NOTE: If you want to add future users.
do a “source ./vars” THEN build your key
- Generate Diffie Hellman parameters
./build-dh
- Copy server configuration files and edit
cp /usr/share/doc/openvpn-2.1/sample-config-files/server.conf /etc/openvpn/
cd /etc/openvpn
nano server.conf
- Go to these lines and edit them
cert keys/server.crt
key keys/server.key
dh keys/dh1024.pem
client-to-client
if you want to have your VPN being route to your LAN then take out ; from push “route 192.168.1.0 255.255.255.0” and change to the current settings of your LAN
- You are almost done. 😉 Now start your OpenVPN server
service openvpn start
chkconfig openvpn on
- To setup the client.
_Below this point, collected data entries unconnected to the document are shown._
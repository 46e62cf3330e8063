//! Ports: typed endpoints owned by exactly one node
//!
//! A `Port` is one struct with a tagged `PortRole`: plain input/output,
//! flow-in/flow-out for control edges, or `Property`, an input that also
//! carries a directly settable value and display metadata.
//!
//! Output values can only be assigned with a [`WriteToken`] for the owning
//! node. The scheduler mints that token and hands it to the node's
//! processing routine only.

use std::fmt;
use std::sync::atomic::{AtomicBool, Ordering};
use std::sync::{Arc, Weak};

use parking_lot::{Mutex, RwLock};
use serde::{Deserialize, Serialize};

use crate::coercion::{self, Converter, Converters};
use crate::connection::Connection;
use crate::document::PortDocument;
use crate::error::{GraphError, NodeError};
use crate::types::{ConnectionId, NodeId};
use crate::value::{DataType, Value};

/// Discriminant of a port's role, used in ids, errors and documents
#[derive(Debug, Clone, Copy, PartialEq, Eq, Hash, Serialize, Deserialize)]
#[serde(rename_all = "snake_case")]
pub enum PortKind {
    Input,
    Output,
    FlowIn,
    FlowOut,
    Property,
}

impl PortKind {
    pub fn is_flow(self) -> bool {
        matches!(self, Self::FlowIn | Self::FlowOut)
    }
}

/// Whether a port was declared up front or produced by a builder pass
#[derive(Debug, Clone, Copy, PartialEq, Eq, Hash, Serialize, Deserialize)]
#[serde(rename_all = "snake_case")]
pub enum PortOrigin {
    /// Declared by `NodeLogic::declare`; never removed by reconfiguration
    Structural,
    /// Produced by `NodeLogic::configure`; removed when no longer requested
    Dynamic,
}

/// Stable port identity: owning node, kind and creation index
#[derive(Debug, Clone, PartialEq, Eq, Hash, Serialize, Deserialize)]
pub struct PortId {
    pub node_id: NodeId,
    pub kind: PortKind,
    pub index: usize,
}

impl fmt::Display for PortId {
    fn fmt(&self, f: &mut fmt::Formatter<'_>) -> fmt::Result {
        write!(f, "{}/{:?}/{}", self.node_id, self.kind, self.index)
    }
}

/// Display and behavior settings of a property
#[derive(Debug, Clone, Default, PartialEq, Serialize, Deserialize)]
#[serde(default, rename_all = "camelCase")]
pub struct PropertyOptions {
    /// Label shown in editors; defaults to the property name
    pub display_name: Option<String>,
    /// Free-form format hint (e.g. "0.00", "multiline")
    pub format: Option<String>,
    /// Expose the property as a connectable input port
    pub published: bool,
    /// Changing the value re-runs the node's configure pass
    pub affects_shape: bool,
    /// Initial value; the type's default when absent
    pub default: Option<Value>,
}

impl PropertyOptions {
    pub fn new() -> Self {
        Self::default()
    }

    pub fn display_name(mut self, name: impl Into<String>) -> Self {
        self.display_name = Some(name.into());
        self
    }

    pub fn format(mut self, format: impl Into<String>) -> Self {
        self.format = Some(format.into());
        self
    }

    pub fn published(mut self) -> Self {
        self.published = true;
        self
    }

    pub fn affects_shape(mut self) -> Self {
        self.affects_shape = true;
        self
    }

    pub fn default_value(mut self, value: impl Into<Value>) -> Self {
        self.default = Some(value.into());
        self
    }
}

/// Property state carried by the `Property` role
#[derive(Debug)]
pub struct PropertyMeta {
    display_name: String,
    format: Option<String>,
    affects_shape: bool,
    published: AtomicBool,
}

impl PropertyMeta {
    pub fn display_name(&self) -> &str {
        &self.display_name
    }

    pub fn format(&self) -> Option<&str> {
        self.format.as_deref()
    }

    pub fn affects_shape(&self) -> bool {
        self.affects_shape
    }

    pub fn is_published(&self) -> bool {
        self.published.load(Ordering::Acquire)
    }
}

/// What a port is for
#[derive(Debug)]
pub enum PortRole {
    Input,
    Output,
    FlowIn,
    FlowOut,
    Property(PropertyMeta),
}

/// Capability to assign output values of one node
///
/// Only the scheduler constructs these, and only for the node it is about
/// to run. Code outside a processing routine has no way to obtain one.
#[derive(Debug)]
pub struct WriteToken {
    node_id: NodeId,
}

impl WriteToken {
    pub(crate) fn new(node_id: NodeId) -> Self {
        Self { node_id }
    }

    pub fn node_id(&self) -> &str {
        &self.node_id
    }
}

/// A typed endpoint on a node
pub struct Port {
    id: PortId,
    name: String,
    role: PortRole,
    data_type: Option<DataType>,
    origin: PortOrigin,
    visible: AtomicBool,
    /// Outputs: last published value. Properties: scalar value.
    value: RwLock<Option<Value>>,
    connections: Mutex<Vec<Weak<Connection>>>,
    converters: RwLock<Converters>,
}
Go to your windows machine and you will go to this site http://openvpn.se/download.html and download their GUI and install it, once you are done come back and finish this 😀
- Download the ca.crt, client1.crt and client1.key to the windows machine from your linux box. insert these files in “
C:\Program Files\OpenVPN\config
“.
- Copy the sample file from “
C:\Program Files\OpenVPN\sample-config\client.ovpn
” and paste it on “C:\Program Files\OpenVPN\config
“
- Now edit your client.ovpn and configure it. Open “
Notepad
“.
- Edit “
remote my-server-1 1194
” where my-server-1 is going to be the ip address of your server
- Edit
ca ca.crt
cert client.crt
key client.key
where these now are going to be
ca ca.crt
cert client1.crt
key client1.key
- Take out ; for the ns-cert-type server
- And that’s it. you should be able to connect to your server and to others computers in that LAN. Congrats. If you wan to test your connection “ping 10.8.0.” which it is your VPN server.
If you are having any trouble with the connection please make sure that your firewall is allowing port 1194. If you are behind a NAT also make sure that you are allowing that port.
NOTE: This tutorial worked for me but it might not work for you. So it is not grantee. Do it at your own risk.